A multi level approach for business process retrieval


Un enfoque multinivel para la recuperación de procesos de negocio



Cristhian Figueroa*; David Camilo Corrales**; Juan Carlos Corrales***


* M.Sc. in Telematics Engineering, and Researcher of Software Engineering Group at Politecnico di Torino, Italy. Address. Corso Duca Degli Abruzzi 24, 10142, Turin, Italy, Tel. + 39 011 090 Ext. 7087. E–mail.

** M.Sc. in Telematics Engineering, and Researcher of Telematics Engineering Group and Environmental Study Group at University of Cauca, Colombia. Address. Carrera 2 N.° 1A–25. Popayán, Colombia. Tel. +57 (8) 209800 Ext. 2145. E–mail.

*** Doctor of Philosophy in Sciences, Specialty Computer Science, and Full Professor and Leader of the Telematics Engineering Group at University of Cauca, Colombia. Address. Calle 5 N.° 4 – 70. Popayán, Colombia. Tel. +57 (8) 209800 Ext. 2129. E–mail.


Recibido: 10/03/2014
Aceptado: 12/12/2014



Nowadays business process reuse is critical in companies that need to build flexible and service–based business solutions in order to react quickly and cost–effective to dynamic market–conditions.
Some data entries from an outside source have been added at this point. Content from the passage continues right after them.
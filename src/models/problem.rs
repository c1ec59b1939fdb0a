//! Balanced problem instance.

use serde::{Deserialize, Serialize};

use crate::error::SolveError;

use super::CostMatrix;

/// Whether (and how) the instance was balanced during construction.
#[derive(Debug, Clone, Copy, PartialEq, Eq, Serialize, Deserialize)]
pub enum BalanceState {
    /// Total supply already equalled total demand.
    Balanced,
    /// Supply exceeded demand; a zero-cost dummy destination absorbs the
    /// surplus.
    Overflow,
    /// Demand exceeded supply; a zero-cost dummy source covers the deficit.
    Shortage,
}

/// A normalized transportation problem: unit costs, supply per source,
/// demand per destination, with total supply equal to total demand.
///
/// Construction validates the raw input and balances it by appending a
/// single zero-cost dummy row or column when the totals differ. The
/// instance is immutable afterwards.
///
/// # Examples
///
/// ```
/// use transport_solver::models::{BalanceState, ProblemInstance};
///
/// // Demand 25 exceeds supply 20: a dummy source with supply 5 is added.
/// let problem = ProblemInstance::new(
///     vec![vec![1.0], vec![3.0]],
///     vec![10.0, 10.0],
///     vec![25.0],
/// )
/// .expect("well-formed");
///
/// assert_eq!(problem.balance_state(), BalanceState::Shortage);
/// assert_eq!(problem.num_sources(), 3);
/// assert_eq!(problem.supply(), &[10.0, 10.0, 5.0]);
/// assert_eq!(problem.costs().get(2, 0), 0.0);
/// ```
#[derive(Debug, Clone, PartialEq, Serialize, Deserialize)]
pub struct ProblemInstance {
    costs: CostMatrix,
    supply: Vec<f64>,
    demand: Vec<f64>,
    balance: BalanceState,
}

impl ProblemInstance {
    /// Normalizes raw input into a balanced instance.
    ///
    /// # Errors
    ///
    /// Returns [`SolveError::InvalidProblem`] when the supply or demand
    /// vector is empty, the cost matrix does not measure
    /// `supply.len() × demand.len()`, or any entry is negative or
    /// non-finite. This is a precondition check, not an algorithmic
    /// failure.
    pub fn new(
        costs: Vec<Vec<f64>>,
        supply: Vec<f64>,
        demand: Vec<f64>,
    ) -> Result<Self, SolveError> {
        if supply.is_empty() {
            return Err(SolveError::InvalidProblem("supply vector is empty".into()));
        }
        if demand.is_empty() {
            return Err(SolveError::InvalidProblem("demand vector is empty".into()));
        }
        let (rows, cols) = (supply.len(), demand.len());
        let costs = CostMatrix::from_rows(costs).ok_or_else(|| {
            SolveError::InvalidProblem("cost matrix rows have inconsistent lengths".into())
        })?;
        if costs.rows() != rows || costs.cols() != cols {
            return Err(SolveError::InvalidProblem(format!(
                "cost matrix is {}x{}, expected {rows}x{cols}",
                costs.rows(),
                costs.cols(),
            )));
        }
        if !costs.is_well_formed() {
            return Err(SolveError::InvalidProblem(
                "cost entries must be finite and non-negative".into(),
            ));
        }
        if !is_valid_quantities(&supply) || !is_valid_quantities(&demand) {
            return Err(SolveError::InvalidProblem(
                "supply and demand entries must be finite and non-negative".into(),
            ));
        }

        Ok(Self::balance(costs, supply, demand))
    }

    fn balance(mut costs: CostMatrix, mut supply: Vec<f64>, mut demand: Vec<f64>) -> Self {
        let total_supply: f64 = supply.iter().sum();
        let total_demand: f64 = demand.iter().sum();
        let balance = if total_supply > total_demand {
            demand.push(total_supply - total_demand);
            costs.push_zero_column();
            BalanceState::Overflow
        } else if total_demand > total_supply {
            supply.push(total_demand - total_supply);
            costs.push_zero_row();
            BalanceState::Shortage
        } else {
            BalanceState::Balanced
        };
        Self {
            costs,
            supply,
            demand,
            balance,
        }
    }

    /// The balanced unit cost matrix (dummy row/column included).
    pub fn costs(&self) -> &CostMatrix {
        &self.costs
    }

    /// Supply per source, dummy source included when present.
    pub fn supply(&self) -> &[f64] {
        &self.supply
    }

    /// Demand per destination, dummy destination included when present.
    pub fn demand(&self) -> &[f64] {
        &self.demand
    }

    /// Number of sources after balancing.
    pub fn num_sources(&self) -> usize {
        self.supply.len()
    }

    /// Number of destinations after balancing.
    pub fn num_destinations(&self) -> usize {
        self.demand.len()
    }

    /// Target basis size for a basic feasible solution: `S + D - 1`.
    pub fn basis_size(&self) -> usize {
        self.num_sources() + self.num_destinations() - 1
    }

    /// How the instance was balanced.
    pub fn balance_state(&self) -> BalanceState {
        self.balance
    }

    /// A caller-facing note about the synthetic row/column, if any.
    pub fn balance_note(&self) -> Option<&'static str> {
        match self.balance {
            BalanceState::Balanced => None,
            BalanceState::Overflow => {
                Some("last destination is fictive and indicates unused resources")
            }
            BalanceState::Shortage => {
                Some("last source is fictive and indicates sufficient resources")
            }
        }
    }
}

fn is_valid_quantities(values: &[f64]) -> bool {
    values.iter().all(|&v| v.is_finite() && v >= 0.0)
}

#[cfg(test)]
mod tests {
    use super::*;

    #[test]
    fn test_balanced_instance_untouched() {
        let problem = ProblemInstance::new(
            vec![vec![1.0, 2.0], vec![3.0, 4.0]],
            vec![5.0, 5.0],
            vec![4.0, 6.0],
        )
        .expect("valid");
        assert_eq!(problem.balance_state(), BalanceState::Balanced);
        assert_eq!(problem.balance_note(), None);
        assert_eq!(problem.num_sources(), 2);
        assert_eq!(problem.num_destinations(), 2);
        assert_eq!(problem.basis_size(), 3);
    }

    #[test]
    fn test_overflow_appends_dummy_destination() {
        let problem = ProblemInstance::new(
            vec![vec![1.0, 2.0], vec![3.0, 4.0]],
            vec![10.0, 10.0],
            vec![4.0, 6.0],
        )
        .expect("valid");
        assert_eq!(problem.balance_state(), BalanceState::Overflow);
        assert_eq!(problem.demand(), &[4.0, 6.0, 10.0]);
        assert_eq!(problem.costs().get(0, 2), 0.0);
        assert_eq!(problem.costs().get(1, 2), 0.0);
        assert_eq!(
            problem.balance_note(),
            Some("last destination is fictive and indicates unused resources")
        );
        let total_supply: f64 = problem.supply().iter().sum();
        let total_demand: f64 = problem.demand().iter().sum();
        assert_eq!(total_supply, total_demand);
    }

    #[test]
    fn test_shortage_appends_dummy_source() {
        let problem =
            ProblemInstance::new(vec![vec![1.0], vec![3.0]], vec![10.0, 10.0], vec![25.0])
                .expect("valid");
        assert_eq!(problem.balance_state(), BalanceState::Shortage);
        assert_eq!(problem.supply(), &[10.0, 10.0, 5.0]);
        assert_eq!(problem.costs().get(2, 0), 0.0);
        assert_eq!(
            problem.balance_note(),
            Some("last source is fictive and indicates sufficient resources")
        );
    }

    #[test]
    fn test_rejects_empty_vectors() {
        assert!(matches!(
            ProblemInstance::new(vec![], vec![], vec![1.0]),
            Err(SolveError::InvalidProblem(_))
        ));
        assert!(matches!(
            ProblemInstance::new(vec![vec![1.0]], vec![1.0], vec![]),
            Err(SolveError::InvalidProblem(_))
        ));
    }

    #[test]
    fn test_rejects_mismatched_dimensions() {
        assert!(matches!(
            ProblemInstance::new(vec![vec![1.0, 2.0]], vec![1.0], vec![1.0]),
            Err(SolveError::InvalidProblem(_))
        ));
        assert!(matches!(
            ProblemInstance::new(vec![vec![1.0], vec![2.0]], vec![1.0], vec![1.0]),
            Err(SolveError::InvalidProblem(_))
        ));
    }

    #[test]
    fn test_rejects_negative_and_non_finite() {
        assert!(matches!(
            ProblemInstance::new(vec![vec![-1.0]], vec![1.0], vec![1.0]),
            Err(SolveError::InvalidProblem(_))
        ));
        assert!(matches!(
            ProblemInstance::new(vec![vec![1.0]], vec![f64::INFINITY], vec![1.0]),
            Err(SolveError::InvalidProblem(_))
        ));
    }
}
For this reason, many companies have implemented approaches to find relevant business processes to be reused to create new software solutions performing required business functionalities. This paper presents a multilevel retrieval approach that detects linguistic, structural, and behavioral properties to increase the precision level in recovering those business processes stored in a repository.

Key words: business process, behavioral semantics, sub–graph isomorphism, control–flow patterns, relevance analysis.


Actualmente reutilizar procesos de negocio es un procedimiento crítico especialmente para compañías que requieren construir soluciones flexibles y soportadas por servicios con el fin de afrontar de manera efectiva y a bajo costo las condiciones cambiantes del mercado. Por esta razón, muchas de ellas han implementado métodos para encontrar procesos de negocio relevantes que puedan ser reutilizados en la creación de nuevas soluciones software que cumplan con una determinada función de negocio. Este artículo presenta un método multinivel que detecta similitudes entre procesos de negocio, teniendo en cuenta propiedades lingüísticas, estructurales y de comportamiento, con el fin de incrementar el nivel de precisión en la recuperación de aquellos procesos existentes en un repositorio.

Palabras clave: procesos de negocio, semántica del comportamiento, isomorfismo de sub–grafos, patrones de flujo de control, análisis de relevancia.




The large amount of existing Business Processes (BP) in enterprise repositories has generated the need for effective retrieval mechanisms to find BP in order to build a new one by reusing it, or to be executed when required. BP retrieval is one of those technologies, which is a collection of techniques for locating BP based on different BP properties. This paper presents BeMantics (Behavioral Semantics BP retrieval) a multilevel retrieval approach that detects linguistic, structural, and behavioral properties of the BP to increase the precision level of the matching between a query BP and a set of existing BP [1]. Additionally this paper evaluates the relevance of BeMantics by comparing its results with other BP retrieval tool called StCoBP [2]. The relevance is evaluated through the precision, recall, averaged normalized discounted cumulated gain (ANDCG), and generalized average precision (GenAveP') measures from the information retrieval (IR) field.

On section 2, an overview of the current approaches to BP retrieval is presented. BeMantics, our multi–level approach to BP retrieval with enhanced matching precision based on behavioral semantics analysis is presented on section 3. The evaluation process of the proposed approach is described in section 4, while its results are provided in section 5. Finally the conclusions of the authors are given.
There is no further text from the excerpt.